Stored data
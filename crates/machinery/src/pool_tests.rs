// SPDX-License-Identifier: BUSL-1.1
// Copyright (c) 2026 Alfred Jean LLC

use super::*;
use cuckoo_core::test_support::{machine, machine_with};

fn task(n: u32) -> TaskId {
    TaskId::new(format!("20260801-AAAAAA_{n}"))
}

fn pool_with(machines: Vec<Machine>) -> MachinePool {
    let pool = MachinePool::new();
    pool.register(machines);
    pool
}

#[test]
fn acquire_reserves_exactly_one_machine() {
    let pool = pool_with(vec![machine("win10-1")]);
    let tags = BTreeSet::new();

    let first = pool.acquire("windows", "10", &tags, &task(1));
    assert_eq!(first.unwrap().name, "win10-1");

    // Second task cannot take the same machine.
    assert!(pool.acquire("windows", "10", &tags, &task(2)).is_none());
}

#[test]
fn acquire_is_idempotent_for_the_reservation_holder() {
    let pool = pool_with(vec![machine("win10-1")]);
    let tags = BTreeSet::new();

    assert!(pool.acquire("windows", "10", &tags, &task(1)).is_some());
    // The holder sees its own reservation as eligible.
    assert!(pool.acquire("windows", "10", &tags, &task(1)).is_some());
}

#[test]
fn acquire_prefers_least_recently_used_then_name() {
    let mut a = machine("win10-a");
    a.last_used_ms = 200;
    let mut b = machine("win10-b");
    b.last_used_ms = 100;
    let mut c = machine("win10-c");
    c.last_used_ms = 100;
    let pool = pool_with(vec![a, b, c]);
    let tags = BTreeSet::new();

    let got = pool.acquire("windows", "10", &tags, &task(1)).unwrap();
    assert_eq!(got.name, "win10-b", "lowest last_used_ms, then name");
}

#[test]
fn acquire_honors_platform_and_tags() {
    let pool = pool_with(vec![
        machine_with("win7", "windows", "7", &[]),
        machine_with("win10-dotnet", "windows", "10", &["dotnet"]),
    ]);

    let dotnet: BTreeSet<String> = ["dotnet".to_string()].into();
    let got = pool.acquire("windows", "10", &dotnet, &task(1)).unwrap();
    assert_eq!(got.name, "win10-dotnet");

    // No windows/10 machine with a missing tag.
    let pdf: BTreeSet<String> = ["adobepdf".to_string()].into();
    assert!(pool.acquire("windows", "10", &pdf, &task(2)).is_none());
}

#[test]
fn lock_requires_reservation() {
    let pool = pool_with(vec![machine("win10-1")]);
    let name = MachineName::new("win10-1");

    let err = pool.lock(&name, &task(1)).unwrap_err();
    assert!(matches!(err, PoolError::NotReservedBy { .. }));

    pool.reserve(&name, &task(1)).unwrap();
    pool.lock(&name, &task(1)).unwrap();

    // While locked, nobody else can reserve.
    let err = pool.reserve(&name, &task(2)).unwrap_err();
    assert!(matches!(err, PoolError::Locked { .. }));
}

#[test]
fn release_returns_machine_to_poweroff_and_updates_lru() {
    let pool = pool_with(vec![machine("win10-1")]);
    let name = MachineName::new("win10-1");

    pool.reserve(&name, &task(1)).unwrap();
    pool.lock(&name, &task(1)).unwrap();
    pool.mark_state(&name, MachineState::Running);

    pool.release(&name, 5_000, None);

    let m = pool.get(&name).unwrap();
    assert_eq!(m.state, MachineState::Poweroff);
    assert_eq!(m.reserved_by, None);
    assert_eq!(m.locked_by, None);
    assert_eq!(m.last_used_ms, 5_000);

    // Immediately acquirable again.
    assert!(pool.acquire("windows", "10", &BTreeSet::new(), &task(2)).is_some());
}

#[test]
fn release_with_error_disables() {
    let pool = pool_with(vec![machine("win10-1")]);
    let name = MachineName::new("win10-1");
    pool.reserve(&name, &task(1)).unwrap();

    pool.release(&name, 5_000, Some("restore failed twice"));

    let m = pool.get(&name).unwrap();
    assert_eq!(m.state, MachineState::Disabled);
    assert_eq!(m.disabled_reason.as_deref(), Some("restore failed twice"));
    assert!(pool.acquire("windows", "10", &BTreeSet::new(), &task(2)).is_none());
}

#[test]
fn any_machine_matches_ignores_availability() {
    let pool = pool_with(vec![machine("win10-1")]);
    let tags = BTreeSet::new();
    pool.disable(&MachineName::new("win10-1"), "broken");

    // Disabled machines still count for requirement satisfiability...
    assert!(pool.any_machine_matches("windows", "10", &tags));
    // ...but an unsatisfiable platform never matches.
    assert!(!pool.any_machine_matches("linux", "22.04", &tags));
}

#[test]
fn register_preserves_runtime_state_of_existing_machines() {
    let pool = pool_with(vec![machine("win10-1")]);
    let name = MachineName::new("win10-1");
    pool.reserve(&name, &task(1)).unwrap();

    // Config reload re-registers the same machine.
    pool.register(vec![machine("win10-1")]);

    assert_eq!(pool.get(&name).unwrap().reserved_by, Some(task(1)));
}
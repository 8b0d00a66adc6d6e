// SPDX-License-Identifier: BUSL-1.1
// Copyright (c) 2026 Alfred Jean LLC

//! cuckoonode - a task-running node.
//!
//! Runs the task-execution half of the orchestrator (machinery pool,
//! result server, task runners, post-processing) behind the node HTTP
//! API, without any submission intake of its own. The main node
//! dispatches tasks over the API and pulls results back.

use clap::Parser;
use cuckoo_daemon::{run_until_shutdown, startup, StartupOptions};
use cuckoo_node::NodeApi;
use std::net::{IpAddr, SocketAddr};
use std::path::PathBuf;
use std::sync::Arc;

#[derive(Parser)]
#[command(
    name = "cuckoonode",
    version,
    about = "Cuckoo task-running node"
)]
struct Cli {
    /// Address the node API listens on
    #[arg(long, default_value = "0.0.0.0")]
    host: IpAddr,

    /// Port the node API listens on
    #[arg(long, default_value_t = 8090)]
    port: u16,

    /// Working directory (defaults to $CUCKOO_CWD or .)
    #[arg(long)]
    cwd: Option<PathBuf>,

    /// API key main nodes must present
    #[arg(long)]
    key: String,
}

#[tokio::main]
async fn main() {
    let cli = Cli::parse();

    let cwd = match cuckoo_core::CuckooCwd::resolve(cli.cwd) {
        Ok(cwd) => cwd,
        Err(e) => {
            eprintln!("cuckoonode: {e}");
            std::process::exit(1);
        }
    };

    let _log_guard = match cuckoo_daemon::logging::setup_logging(&cwd) {
        Ok(guard) => guard,
        Err(e) => {
            eprintln!("cuckoonode: cannot set up logging: {e}");
            std::process::exit(1);
        }
    };

    let result = startup(StartupOptions {
        cwd,
        local_machinery: true,
        cancel_abandoned_override: None,
        node_dispatcher: None,
    })
    .await;

    let startup_result = match result {
        Ok(result) => result,
        Err(e) => {
            eprintln!("cuckoonode: {e}");
            let code = match e {
                cuckoo_daemon::LifecycleError::Config(_) => 1,
                _ => 2,
            };
            std::process::exit(code);
        }
    };

    let api = NodeApi {
        pool: startup_result.daemon.pool.clone(),
        state: Arc::clone(&startup_result.daemon.state),
        cwd: startup_result.daemon.cwd.clone(),
        event_tx: startup_result.daemon.internal_tx.clone(),
        api_key: Arc::new(cli.key),
    };
    let addr = SocketAddr::new(cli.host, cli.port);
    tokio::spawn(async move {
        if let Err(e) = api.serve(addr).await {
            tracing::error!(error = %e, "node api failed");
            std::process::exit(2);
        }
    });

    if let Err(e) = run_until_shutdown(startup_result.daemon, startup_result.event_reader).await {
        eprintln!("cuckoonode: {e}");
        std::process::exit(2);
    }
}
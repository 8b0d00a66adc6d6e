// SPDX-License-Identifier: BUSL-1.1
// Copyright (c) 2026 Alfred Jean LLC

//! Error types for the engine.

use cuckoo_core::{AnalysisId, TaskId};
use thiserror::Error;

/// Errors that can occur inside the controller.
#[derive(Debug, Error)]
pub enum EngineError {
    #[error("analysis not found: {0}")]
    AnalysisNotFound(AnalysisId),
    #[error("task not found: {0}")]
    TaskNotFound(TaskId),
    #[error("post stage completed without a task id for {0}")]
    PostWithoutTask(AnalysisId),
    #[error("cannot load analysis.json for {id}: {message}")]
    AnalysisLoad { id: AnalysisId, message: String },
    #[error("analysis {id} cannot move from {from} to {to}")]
    BadTransition {
        id: AnalysisId,
        from: String,
        to: String,
    },
    #[error("IO error: {0}")]
    Io(#[from] std::io::Error),
    #[error("serialization error: {0}")]
    Json(#[from] serde_json::Error),
}
// SPDX-License-Identifier: BUSL-1.1
// Copyright (c) 2026 Alfred Jean LLC

//! `cuckoo migrate database all` - upgrade the state store schema.

use anyhow::{bail, Context, Result};
use clap::{Args, Subcommand};
use cuckoo_core::CuckooCwd;
use cuckoo_storage::{load_snapshot, Snapshot, CURRENT_SNAPSHOT_VERSION};
use std::path::PathBuf;

#[derive(Args)]
pub struct MigrateArgs {
    #[command(subcommand)]
    pub what: MigrateWhat,
}

#[derive(Subcommand)]
pub enum MigrateWhat {
    /// Migrate the embedded state database
    Database {
        /// What to migrate (only `all` is supported)
        scope: String,
    },
}

pub fn run(global_cwd: Option<PathBuf>, args: MigrateArgs) -> Result<()> {
    let cwd = CuckooCwd::resolve(global_cwd)?;

    let MigrateWhat::Database { scope } = args.what;
    if scope != "all" {
        bail!("unknown migrate scope {scope} (expected `all`)");
    }

    let db_path = cwd.state_db_path();
    // load_snapshot runs the migration chain; rewriting persists it.
    let Some(snapshot) = load_snapshot(&db_path).context("loading state database")? else {
        println!("no state database yet, nothing to migrate");
        return Ok(());
    };

    let migrated = Snapshot {
        v: CURRENT_SNAPSHOT_VERSION,
        ..snapshot
    };
    migrated.save(&db_path)?;
    println!(
        "state database at schema v{} (seq {})",
        CURRENT_SNAPSHOT_VERSION, migrated.seq
    );
    Ok(())
}

#[cfg(test)]
#[path = "migrate_tests.rs"]
mod tests;
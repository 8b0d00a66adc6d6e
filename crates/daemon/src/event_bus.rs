// SPDX-License-Identifier: BUSL-1.1
// Copyright (c) 2026 Alfred Jean LLC

//! Event bus for the controller loop.
//!
//! Events are appended to the WAL before the controller sees them, so a
//! crash replays exactly the unprocessed tail. Appends are buffered and
//! group-committed (~10ms durability window).

use cuckoo_core::Event;
use cuckoo_storage::{Wal, WalEntry, WalError};
use parking_lot::Mutex;
use std::sync::Arc;
use tokio::sync::mpsc;

/// Sending half: append events to the WAL and wake the loop.
#[derive(Clone)]
pub struct EventBus {
    wal: Arc<Mutex<Wal>>,
    wake_tx: mpsc::Sender<()>,
}

/// Receiving half, owned by the controller loop.
pub struct EventReader {
    wal: Arc<Mutex<Wal>>,
    wake_rx: mpsc::Receiver<()>,
}

impl EventBus {
    pub fn new(wal: Wal) -> (Self, EventReader) {
        let wal = Arc::new(Mutex::new(wal));
        let (wake_tx, wake_rx) = mpsc::channel(1);
        (
            Self {
                wal: Arc::clone(&wal),
                wake_tx,
            },
            EventReader { wal, wake_rx },
        )
    }

    /// Append an event (buffered; durable on the next flush). Returns the
    /// assigned sequence number.
    pub fn send(&self, event: Event) -> Result<u64, WalError> {
        let seq = {
            let mut wal = self.wal.lock();
            wal.append(&event)?
        };
        // Non-blocking wake; a full channel means the loop is already up.
        let _ = self.wake_tx.try_send(());
        Ok(seq)
    }

    /// Flush buffered events to disk with one fsync.
    pub fn flush(&self) -> Result<(), WalError> {
        self.wal.lock().flush()
    }

    pub fn needs_flush(&self) -> bool {
        self.wal.lock().needs_flush()
    }

    pub fn processed_seq(&self) -> u64 {
        self.wal.lock().processed_seq()
    }
}

impl EventReader {
    /// Next unprocessed event, waiting for a wake when the log is drained.
    /// `None` when every sender is gone.
    pub async fn recv(&mut self) -> Result<Option<WalEntry>, WalError> {
        loop {
            {
                let mut wal = self.wal.lock();
                if let Some(entry) = wal.next_unprocessed()? {
                    return Ok(Some(entry));
                }
            }
            if self.wake_rx.recv().await.is_none() {
                return Ok(None);
            }
        }
    }

    pub fn mark_processed(&self, seq: u64) {
        self.wal.lock().mark_processed(seq);
    }

    pub fn wal(&self) -> Arc<Mutex<Wal>> {
        Arc::clone(&self.wal)
    }
}

#[cfg(test)]
#[path = "event_bus_tests.rs"]
mod tests;
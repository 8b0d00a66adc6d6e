// SPDX-License-Identifier: BUSL-1.1
// Copyright (c) 2026 Alfred Jean LLC

//! Result transfer format: a zstd-compressed tarball of one task
//! directory.

use std::path::Path;
use thiserror::Error;

#[derive(Debug, Error)]
pub enum TransferError {
    #[error("IO error: {0}")]
    Io(#[from] std::io::Error),
    #[error("task directory {0} does not exist")]
    MissingDir(String),
}

/// Pack a task directory into a `.tar.zst` byte buffer.
pub fn pack_task_dir(task_dir: &Path) -> Result<Vec<u8>, TransferError> {
    if !task_dir.is_dir() {
        return Err(TransferError::MissingDir(task_dir.display().to_string()));
    }

    let mut tar_bytes = Vec::new();
    {
        let mut builder = tar::Builder::new(&mut tar_bytes);
        builder.append_dir_all(".", task_dir)?;
        builder.finish()?;
    }

    let compressed = zstd::encode_all(tar_bytes.as_slice(), 3)?;
    Ok(compressed)
}

/// Unpack a `.tar.zst` buffer into a task directory.
pub fn unpack_task_dir(bytes: &[u8], task_dir: &Path) -> Result<(), TransferError> {
    std::fs::create_dir_all(task_dir)?;
    let tar_bytes = zstd::decode_all(bytes)?;
    let mut archive = tar::Archive::new(tar_bytes.as_slice());
    archive.unpack(task_dir)?;
    Ok(())
}

#[cfg(test)]
#[path = "transfer_tests.rs"]
mod tests;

## WORK REQUIRED
Reproduce exactly the lines that run from the start of the records to the line with "reservation as eligible.", both included.

## RESULT
filename crates/machinery/src/pool_tests.rs
// SPDX-License-Identifier: BUSL-1.1
// Copyright (c) 2026 Alfred Jean LLC

use super::*;
use cuckoo_core::test_support::{machine, machine_with};

fn task(n: u32) -> TaskId {
    TaskId::new(format!("20260801-AAAAAA_{n}"))
}

fn pool_with(machines: Vec<Machine>) -> MachinePool {
    let pool = MachinePool::new();
    pool.register(machines);
    pool
}

#[test]
fn acquire_reserves_exactly_one_machine() {
    let pool = pool_with(vec![machine("win10-1")]);
    let tags = BTreeSet::new();

    let first = pool.acquire("windows", "10", &tags, &task(1));
    assert_eq!(first.unwrap().name, "win10-1");

    // Second task cannot take the same machine.
    assert!(pool.acquire("windows", "10", &tags, &task(2)).is_none());
}

#[test]
fn acquire_is_idempotent_for_the_reservation_holder() {
    let pool = pool_with(vec![machine("win10-1")]);
    let tags = BTreeSet::new();

    assert!(pool.acquire("windows", "10", &tags, &task(1)).is_some());
    // The holder sees its own reservation as eligible.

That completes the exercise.